TASK TO CARRY OUT: Search the records for lines with the word "Simulator" and copy each match.

Source records:
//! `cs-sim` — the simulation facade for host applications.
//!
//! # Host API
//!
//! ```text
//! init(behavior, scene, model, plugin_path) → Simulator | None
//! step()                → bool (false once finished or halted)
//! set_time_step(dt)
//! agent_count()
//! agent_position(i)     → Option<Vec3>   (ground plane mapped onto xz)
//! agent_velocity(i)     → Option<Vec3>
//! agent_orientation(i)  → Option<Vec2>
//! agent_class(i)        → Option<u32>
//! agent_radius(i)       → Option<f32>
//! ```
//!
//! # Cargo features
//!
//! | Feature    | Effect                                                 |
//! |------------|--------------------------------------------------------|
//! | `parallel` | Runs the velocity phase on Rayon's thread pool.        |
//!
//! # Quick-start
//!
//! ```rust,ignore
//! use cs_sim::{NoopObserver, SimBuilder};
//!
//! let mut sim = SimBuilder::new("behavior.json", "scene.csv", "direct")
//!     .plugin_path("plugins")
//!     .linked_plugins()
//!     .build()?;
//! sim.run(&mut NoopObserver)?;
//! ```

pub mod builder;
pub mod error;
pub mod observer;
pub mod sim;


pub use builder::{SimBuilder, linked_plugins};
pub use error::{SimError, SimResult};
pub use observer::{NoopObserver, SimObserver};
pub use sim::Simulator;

==

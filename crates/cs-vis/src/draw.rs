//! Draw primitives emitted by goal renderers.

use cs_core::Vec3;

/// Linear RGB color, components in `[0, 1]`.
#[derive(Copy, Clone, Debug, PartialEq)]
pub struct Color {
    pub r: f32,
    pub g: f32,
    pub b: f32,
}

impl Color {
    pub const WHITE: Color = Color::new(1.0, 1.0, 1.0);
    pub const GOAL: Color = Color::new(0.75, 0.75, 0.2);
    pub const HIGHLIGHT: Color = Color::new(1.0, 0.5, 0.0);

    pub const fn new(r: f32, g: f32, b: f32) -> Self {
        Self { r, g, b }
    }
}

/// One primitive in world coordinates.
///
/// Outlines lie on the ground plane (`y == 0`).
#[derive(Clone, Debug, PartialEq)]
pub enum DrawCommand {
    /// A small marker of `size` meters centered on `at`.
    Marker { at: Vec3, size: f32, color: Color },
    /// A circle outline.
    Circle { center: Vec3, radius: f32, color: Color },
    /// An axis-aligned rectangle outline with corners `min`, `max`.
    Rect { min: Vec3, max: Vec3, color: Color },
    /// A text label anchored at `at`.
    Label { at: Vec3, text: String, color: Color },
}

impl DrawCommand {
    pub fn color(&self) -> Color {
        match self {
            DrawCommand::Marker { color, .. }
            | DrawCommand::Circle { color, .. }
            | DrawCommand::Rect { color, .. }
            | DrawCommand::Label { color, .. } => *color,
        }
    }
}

---

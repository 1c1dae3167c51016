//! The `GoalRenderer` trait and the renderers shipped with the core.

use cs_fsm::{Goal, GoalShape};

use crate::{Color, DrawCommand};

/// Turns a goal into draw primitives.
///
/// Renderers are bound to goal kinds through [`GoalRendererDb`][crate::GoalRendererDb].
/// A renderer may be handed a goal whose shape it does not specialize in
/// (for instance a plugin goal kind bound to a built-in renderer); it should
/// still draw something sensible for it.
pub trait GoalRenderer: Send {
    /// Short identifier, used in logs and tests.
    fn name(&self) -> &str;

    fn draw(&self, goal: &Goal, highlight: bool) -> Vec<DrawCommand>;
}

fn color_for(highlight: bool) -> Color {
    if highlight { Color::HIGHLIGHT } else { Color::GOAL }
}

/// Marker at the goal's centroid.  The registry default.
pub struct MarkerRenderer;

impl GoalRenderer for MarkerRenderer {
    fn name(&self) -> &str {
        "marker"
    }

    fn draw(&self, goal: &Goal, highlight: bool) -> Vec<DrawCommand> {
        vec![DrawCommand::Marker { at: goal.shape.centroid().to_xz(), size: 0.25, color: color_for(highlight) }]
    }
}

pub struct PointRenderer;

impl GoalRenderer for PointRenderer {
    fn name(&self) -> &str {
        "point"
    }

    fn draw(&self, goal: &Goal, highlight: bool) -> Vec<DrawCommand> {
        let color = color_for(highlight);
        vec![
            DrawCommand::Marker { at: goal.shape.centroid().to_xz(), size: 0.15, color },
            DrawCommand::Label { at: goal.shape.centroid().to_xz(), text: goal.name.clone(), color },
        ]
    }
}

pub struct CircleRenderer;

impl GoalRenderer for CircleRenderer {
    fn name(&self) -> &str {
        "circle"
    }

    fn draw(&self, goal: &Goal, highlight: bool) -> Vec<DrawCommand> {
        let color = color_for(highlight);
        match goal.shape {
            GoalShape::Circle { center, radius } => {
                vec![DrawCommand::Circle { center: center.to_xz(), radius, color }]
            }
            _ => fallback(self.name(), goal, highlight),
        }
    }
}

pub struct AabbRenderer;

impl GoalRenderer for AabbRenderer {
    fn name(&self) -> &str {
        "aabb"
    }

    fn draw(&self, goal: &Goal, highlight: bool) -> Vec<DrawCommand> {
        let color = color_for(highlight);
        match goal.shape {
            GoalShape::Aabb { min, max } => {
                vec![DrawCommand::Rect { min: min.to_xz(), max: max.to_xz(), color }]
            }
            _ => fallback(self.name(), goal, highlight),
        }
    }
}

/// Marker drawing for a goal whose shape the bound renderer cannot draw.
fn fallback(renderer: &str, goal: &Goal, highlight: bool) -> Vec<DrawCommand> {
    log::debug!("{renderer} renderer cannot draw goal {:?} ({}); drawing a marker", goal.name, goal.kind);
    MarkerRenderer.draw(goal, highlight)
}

EXPECTED ANSWER:
//! init(behavior, scene, model, plugin_path) → Simulator | None
pub use sim::Simulator;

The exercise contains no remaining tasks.